Perhaps not, but then if we cast our minds back to Sunderland's Stadium of Light last April we will surely recall that the claim of "cast-iron discipline" on that occasion could scarcely have been made on behalf of Rooney's captain David Beckham, who spent the first half of the game apparently hell-bent on earning a yellow card or worse. The caution came, inevitably, and took the captain out of the important game with Slovakia. It was left to Rooney to utterly transform the match with Turkey. He brought terror to the hearts of his opponents. One minute they were trading blows on an equal footing, the next they were diminished and, soon enough, completely cowed.

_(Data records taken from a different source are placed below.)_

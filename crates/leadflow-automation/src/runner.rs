//! Periodic runner — the in-process stand-in for an external cron trigger.
//!
//! Each tick queries the store for due leads and spawns one task per lead,
//! so a slow SMTP conversation on one lead never blocks the others. The
//! per-lead `sending` claim inside the controller keeps overlapping ticks
//! from double-processing.

use std::sync::Arc;

use chrono::Utc;

use crate::controller::{AutomationController, ProcessOutcome};

/// Process every currently-due lead once. Returns how many sends were
/// attempted (sent, completed, or failed — skips don't count).
pub async fn run_once(controller: &Arc<AutomationController>) -> usize {
    let now = Utc::now();
    let due = match controller.store().leads_due(now).await {
        Ok(leads) => leads,
        Err(e) => {
            tracing::error!("Due-lead query failed: {e}");
            return 0;
        }
    };

    if due.is_empty() {
        return 0;
    }
    tracing::info!("⏰ {} lead(s) due for processing", due.len());

    let mut handles = Vec::with_capacity(due.len());
    for lead in due {
        let ctrl = controller.clone();
        handles.push(tokio::spawn(async move {
            let id = lead.id.clone();
            match ctrl.process_due(&id).await {
                Ok(ProcessOutcome::Sent { stage, .. }) => {
                    tracing::info!("✅ Sent {} email for lead {id}", stage.key());
                    true
                }
                Ok(ProcessOutcome::Completed { stage, .. }) => {
                    tracing::info!("🏁 Lead {id} completed at {}", stage.key());
                    true
                }
                Ok(ProcessOutcome::Failed { error, halted, .. }) => {
                    if halted {
                        tracing::warn!("🛑 Lead {id} halted: {error}");
                    }
                    true
                }
                Ok(ProcessOutcome::Skipped { reason }) => {
                    tracing::debug!("Lead {id} skipped: {reason:?}");
                    false
                }
                Err(e) => {
                    tracing::error!("Processing lead {id} failed: {e}");
                    false
                }
            }
        }));
    }

    let mut attempted = 0;
    for handle in handles {
        if let Ok(true) = handle.await {
            attempted += 1;
        }
    }
    attempted
}

/// Tick forever. Intended to be `tokio::spawn`ed next to the gateway.
pub async fn spawn_automation_loop(controller: Arc<AutomationController>, interval_secs: u64) {
    tracing::info!("⏰ Automation runner started (check every {interval_secs}s)");
    let mut interval = tokio::time::interval(std::time::Duration::from_secs(interval_secs));
    loop {
        interval.tick().await;
        run_once(&controller).await;
    }
}
//! # Leadflow — lead outreach automation engine
//!
//! Drives staged email sequences for CRM leads: per-stage templates with
//! variable substitution, per-user SMTP delivery with bounded retry, and a
//! periodic runner that advances each lead through the seven-touch
//! sequence.
//!
//! Usage:
//!   leadflow serve                    # Runner + HTTP gateway
//!   leadflow tick                     # One processing pass, then exit
//!   leadflow init-config              # Write a default config file

use std::path::PathBuf;
use std::sync::Arc;

use anyhow::Result;
use clap::{Parser, Subcommand};
use tracing_subscriber::EnvFilter;

use leadflow_automation::{AutomationController, AutomationSettings};
use leadflow_core::LeadflowConfig;
use leadflow_gateway::AppState;
use leadflow_mailer::SmtpMailer;
use leadflow_store::SqliteStore;
use leadflow_templates::TemplateStore;

#[derive(Parser)]
#[command(name = "leadflow", version, about = "📮 Leadflow — lead outreach automation engine")]
struct Cli {
    /// Path to config file (default: ~/.leadflow/config.toml)
    #[arg(long)]
    config: Option<String>,

    /// Verbose logging
    #[arg(short, long)]
    verbose: bool,

    #[command(subcommand)]
    command: Command,
}

#[derive(Subcommand)]
enum Command {
    /// Run the periodic processor and the HTTP gateway
    Serve {
        /// Gateway port override
        #[arg(short, long)]
        port: Option<u16>,

        /// SQLite database path override
        #[arg(long)]
        db_path: Option<String>,

        /// Seconds between due-lead scans
        #[arg(long)]
        interval_secs: Option<u64>,
    },
    /// Process all currently-due leads once and exit (external-cron mode)
    Tick {
        /// SQLite database path override
        #[arg(long)]
        db_path: Option<String>,
    },
    /// Write a default config file and exit
    InitConfig,
}

fn expand_path(p: &str) -> PathBuf {
    PathBuf::from(shellexpand::tilde(p).to_string())
}

fn load_config(cli_path: Option<&str>) -> Result<LeadflowConfig> {
    match cli_path {
        Some(path) => Ok(LeadflowConfig::load_from(&expand_path(path))?),
        None => Ok(LeadflowConfig::load()?),
    }
}

fn build_controller(
    config: &LeadflowConfig,
    db_override: Option<&str>,
) -> Result<(Arc<AutomationController>, Arc<SqliteStore>, TemplateStore)> {
    let db_path = expand_path(db_override.unwrap_or(&config.database.path));
    if let Some(parent) = db_path.parent() {
        std::fs::create_dir_all(parent)?;
    }
    let store = Arc::new(SqliteStore::open(&db_path)?);
    tracing::info!("💾 Store opened: {}", db_path.display());

    let templates = TemplateStore::new(store.clone());
    let settings = AutomationSettings {
        retry_cap: config.automation.retry_cap,
        failure_backoff: chrono::Duration::minutes(config.automation.failure_backoff_mins),
        default_sender_name: config.sender.name.clone(),
        default_sender_email: config.sender.email.clone(),
    };
    let controller = Arc::new(AutomationController::new(
        store.clone(),
        templates.clone(),
        Arc::new(SmtpMailer::default()),
        store.clone(),
        settings,
    ));
    Ok((controller, store, templates))
}

#[tokio::main]
async fn main() -> Result<()> {
    let cli = Cli::parse();

    let filter = if cli.verbose {
        "leadflow=debug,tower_http=debug"
    } else {
        "leadflow=info"
    };
    tracing_subscriber::fmt()
        .with_env_filter(
            EnvFilter::try_from_default_env().unwrap_or_else(|_| EnvFilter::new(filter)),
        )
        .with_target(false)
        .init();

    match cli.command {
        Command::Serve {
            port,
            db_path,
            interval_secs,
        } => {
            let mut config = load_config(cli.config.as_deref())?;
            if let Some(port) = port {
                config.gateway.port = port;
            }
            let interval = interval_secs.unwrap_or(config.automation.tick_interval_secs);

            let (controller, store, templates) =
                build_controller(&config, db_path.as_deref())?;

            let runner_controller = controller.clone();
            tokio::spawn(async move {
                leadflow_automation::spawn_automation_loop(runner_controller, interval).await;
            });

            let state = AppState {
                controller,
                store,
                templates,
                start_time: std::time::Instant::now(),
            };
            leadflow_gateway::start(state, &config.gateway).await?;
        }
        Command::Tick { db_path } => {
            let config = load_config(cli.config.as_deref())?;
            let (controller, _store, _templates) =
                build_controller(&config, db_path.as_deref())?;
            let attempted = leadflow_automation::run_once(&controller).await;
            tracing::info!("Tick complete: {attempted} send(s) attempted");
        }
        Command::InitConfig => {
            let config = LeadflowConfig::default();
            config.save()?;
            println!("Wrote {}", LeadflowConfig::default_path().display());
        }
    }

    Ok(())
}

Eriksson is surely not likely to forget who it was that inspired a victory that far outstripped anything that England had previously produced in qualifying. With Owen in doubt, there is also the question of alternatives to England's two utterly outstanding strikers. The leading candidates are James Beattie and, on the strength of his ruggedly effective contribution to England's long-ball recovery in the second half of the game in Macedonia, Emile Heskey.

Heskey appears to be the favourite among those who say that playing Rooney is a risk. It is here that the argument teeters into nonsense. Heskey has a big heart and a big frame, useful in those bleak times when England are reduced to the most primitive hoofing. Rooney is a superb talent impatient to conquer new ground. Denying him the chance to build on his thunderous performance against the Turks would be something worse than lily-livered. It would speak of a coach denying a team the potential best of itself.